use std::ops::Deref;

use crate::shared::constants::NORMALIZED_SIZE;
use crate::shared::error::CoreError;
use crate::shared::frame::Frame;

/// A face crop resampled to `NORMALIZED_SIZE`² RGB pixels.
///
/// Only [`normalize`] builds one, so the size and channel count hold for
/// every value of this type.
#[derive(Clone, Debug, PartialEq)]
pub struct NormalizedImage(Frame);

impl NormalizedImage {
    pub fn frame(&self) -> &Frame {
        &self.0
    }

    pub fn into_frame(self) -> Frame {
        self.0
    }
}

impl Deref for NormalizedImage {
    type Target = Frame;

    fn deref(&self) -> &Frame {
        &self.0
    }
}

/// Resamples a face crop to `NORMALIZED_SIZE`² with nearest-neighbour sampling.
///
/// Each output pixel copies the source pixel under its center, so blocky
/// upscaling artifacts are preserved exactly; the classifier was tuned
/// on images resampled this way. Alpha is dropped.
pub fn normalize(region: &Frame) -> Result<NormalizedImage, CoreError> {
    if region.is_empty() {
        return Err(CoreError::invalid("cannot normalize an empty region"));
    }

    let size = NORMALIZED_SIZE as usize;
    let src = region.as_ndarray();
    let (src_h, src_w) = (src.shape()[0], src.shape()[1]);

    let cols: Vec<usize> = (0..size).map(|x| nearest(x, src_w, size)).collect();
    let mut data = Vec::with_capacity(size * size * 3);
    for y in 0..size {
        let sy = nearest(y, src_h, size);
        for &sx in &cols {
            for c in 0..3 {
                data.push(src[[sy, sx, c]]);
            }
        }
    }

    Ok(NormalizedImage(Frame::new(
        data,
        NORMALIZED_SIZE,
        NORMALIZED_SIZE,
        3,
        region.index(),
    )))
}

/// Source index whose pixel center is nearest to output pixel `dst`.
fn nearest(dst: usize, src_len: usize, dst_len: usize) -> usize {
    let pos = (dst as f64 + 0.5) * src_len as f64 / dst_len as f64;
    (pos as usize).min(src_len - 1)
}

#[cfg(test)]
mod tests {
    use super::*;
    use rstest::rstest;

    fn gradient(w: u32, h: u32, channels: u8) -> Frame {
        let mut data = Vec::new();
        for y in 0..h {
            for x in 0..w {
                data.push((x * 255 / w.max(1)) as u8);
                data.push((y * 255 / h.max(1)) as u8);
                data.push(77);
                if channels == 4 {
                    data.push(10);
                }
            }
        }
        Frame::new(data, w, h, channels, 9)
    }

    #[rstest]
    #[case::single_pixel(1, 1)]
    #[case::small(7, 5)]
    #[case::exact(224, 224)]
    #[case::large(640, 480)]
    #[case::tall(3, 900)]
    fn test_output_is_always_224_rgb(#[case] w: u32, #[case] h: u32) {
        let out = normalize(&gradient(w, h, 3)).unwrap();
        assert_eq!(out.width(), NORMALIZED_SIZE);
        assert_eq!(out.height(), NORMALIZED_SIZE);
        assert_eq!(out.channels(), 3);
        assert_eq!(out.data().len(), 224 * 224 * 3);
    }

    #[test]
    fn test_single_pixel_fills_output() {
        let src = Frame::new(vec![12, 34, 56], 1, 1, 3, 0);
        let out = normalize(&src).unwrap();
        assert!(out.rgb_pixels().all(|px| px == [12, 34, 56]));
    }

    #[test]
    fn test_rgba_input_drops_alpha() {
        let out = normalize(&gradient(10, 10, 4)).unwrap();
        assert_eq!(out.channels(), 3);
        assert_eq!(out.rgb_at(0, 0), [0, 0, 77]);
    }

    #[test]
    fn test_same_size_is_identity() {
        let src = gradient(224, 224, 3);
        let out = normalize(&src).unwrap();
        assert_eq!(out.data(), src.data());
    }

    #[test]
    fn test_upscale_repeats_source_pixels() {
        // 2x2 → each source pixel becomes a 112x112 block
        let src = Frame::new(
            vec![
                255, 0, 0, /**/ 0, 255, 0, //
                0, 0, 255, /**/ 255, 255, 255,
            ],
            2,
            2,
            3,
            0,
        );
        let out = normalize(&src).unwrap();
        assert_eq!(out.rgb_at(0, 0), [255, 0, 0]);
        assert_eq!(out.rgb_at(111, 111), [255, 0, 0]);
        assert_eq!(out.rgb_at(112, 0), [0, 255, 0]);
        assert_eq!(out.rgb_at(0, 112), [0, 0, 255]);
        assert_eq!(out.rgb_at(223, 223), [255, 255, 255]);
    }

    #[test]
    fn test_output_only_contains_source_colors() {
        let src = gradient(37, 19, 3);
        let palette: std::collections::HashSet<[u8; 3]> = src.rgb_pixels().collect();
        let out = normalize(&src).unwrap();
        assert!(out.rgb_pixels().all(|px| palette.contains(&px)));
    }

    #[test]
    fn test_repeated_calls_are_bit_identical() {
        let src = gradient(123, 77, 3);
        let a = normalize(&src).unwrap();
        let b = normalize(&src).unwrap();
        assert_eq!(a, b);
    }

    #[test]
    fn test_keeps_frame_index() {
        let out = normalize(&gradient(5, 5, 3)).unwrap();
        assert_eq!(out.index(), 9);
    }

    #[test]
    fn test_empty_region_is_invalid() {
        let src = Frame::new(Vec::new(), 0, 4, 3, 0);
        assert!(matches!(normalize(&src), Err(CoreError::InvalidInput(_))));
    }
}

######

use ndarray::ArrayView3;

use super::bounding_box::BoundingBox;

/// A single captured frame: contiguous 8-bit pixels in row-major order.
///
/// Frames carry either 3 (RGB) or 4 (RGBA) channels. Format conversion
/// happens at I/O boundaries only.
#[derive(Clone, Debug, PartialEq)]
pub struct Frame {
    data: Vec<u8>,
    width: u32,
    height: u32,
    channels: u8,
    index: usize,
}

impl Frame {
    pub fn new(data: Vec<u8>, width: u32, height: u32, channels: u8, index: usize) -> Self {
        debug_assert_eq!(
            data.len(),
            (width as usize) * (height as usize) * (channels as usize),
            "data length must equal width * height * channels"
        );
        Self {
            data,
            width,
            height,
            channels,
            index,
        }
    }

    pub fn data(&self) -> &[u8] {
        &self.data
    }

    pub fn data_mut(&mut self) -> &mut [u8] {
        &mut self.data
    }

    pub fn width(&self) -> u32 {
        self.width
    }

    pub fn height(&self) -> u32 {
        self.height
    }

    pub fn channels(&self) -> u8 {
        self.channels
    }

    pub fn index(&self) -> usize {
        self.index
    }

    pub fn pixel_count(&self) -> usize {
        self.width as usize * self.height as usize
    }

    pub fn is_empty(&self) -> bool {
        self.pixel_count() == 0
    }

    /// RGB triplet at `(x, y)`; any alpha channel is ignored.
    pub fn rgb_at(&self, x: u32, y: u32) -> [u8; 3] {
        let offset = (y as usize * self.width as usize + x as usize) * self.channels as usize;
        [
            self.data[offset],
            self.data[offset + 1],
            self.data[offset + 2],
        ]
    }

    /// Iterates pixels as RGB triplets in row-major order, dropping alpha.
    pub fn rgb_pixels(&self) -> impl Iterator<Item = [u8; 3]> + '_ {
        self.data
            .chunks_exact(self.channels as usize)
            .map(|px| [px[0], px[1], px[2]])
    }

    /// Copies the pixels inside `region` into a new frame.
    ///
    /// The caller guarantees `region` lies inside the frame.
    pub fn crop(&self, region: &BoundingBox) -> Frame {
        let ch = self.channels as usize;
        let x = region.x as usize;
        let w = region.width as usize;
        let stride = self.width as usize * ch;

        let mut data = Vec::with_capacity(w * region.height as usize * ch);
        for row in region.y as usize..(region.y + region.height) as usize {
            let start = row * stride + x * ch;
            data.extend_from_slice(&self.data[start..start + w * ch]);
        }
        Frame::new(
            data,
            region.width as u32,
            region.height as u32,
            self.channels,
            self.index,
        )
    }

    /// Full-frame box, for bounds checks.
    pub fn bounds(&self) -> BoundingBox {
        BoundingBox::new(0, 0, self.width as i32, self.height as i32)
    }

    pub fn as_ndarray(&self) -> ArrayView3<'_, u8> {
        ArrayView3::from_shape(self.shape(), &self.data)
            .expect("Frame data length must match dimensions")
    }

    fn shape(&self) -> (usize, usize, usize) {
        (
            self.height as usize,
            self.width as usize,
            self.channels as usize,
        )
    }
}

######

■ **DIRECTIONS**: The lines to copy are those above that contain the string "gradient".

■ **FINISHED TASK**:
    fn gradient(w: u32, h: u32, channels: u8) -> Frame {
        let out = normalize(&gradient(w, h, 3)).unwrap();
        let out = normalize(&gradient(10, 10, 4)).unwrap();
        let src = gradient(224, 224, 3);
        let src = gradient(37, 19, 3);
        let src = gradient(123, 77, 3);
        let out = normalize(&gradient(5, 5, 3)).unwrap();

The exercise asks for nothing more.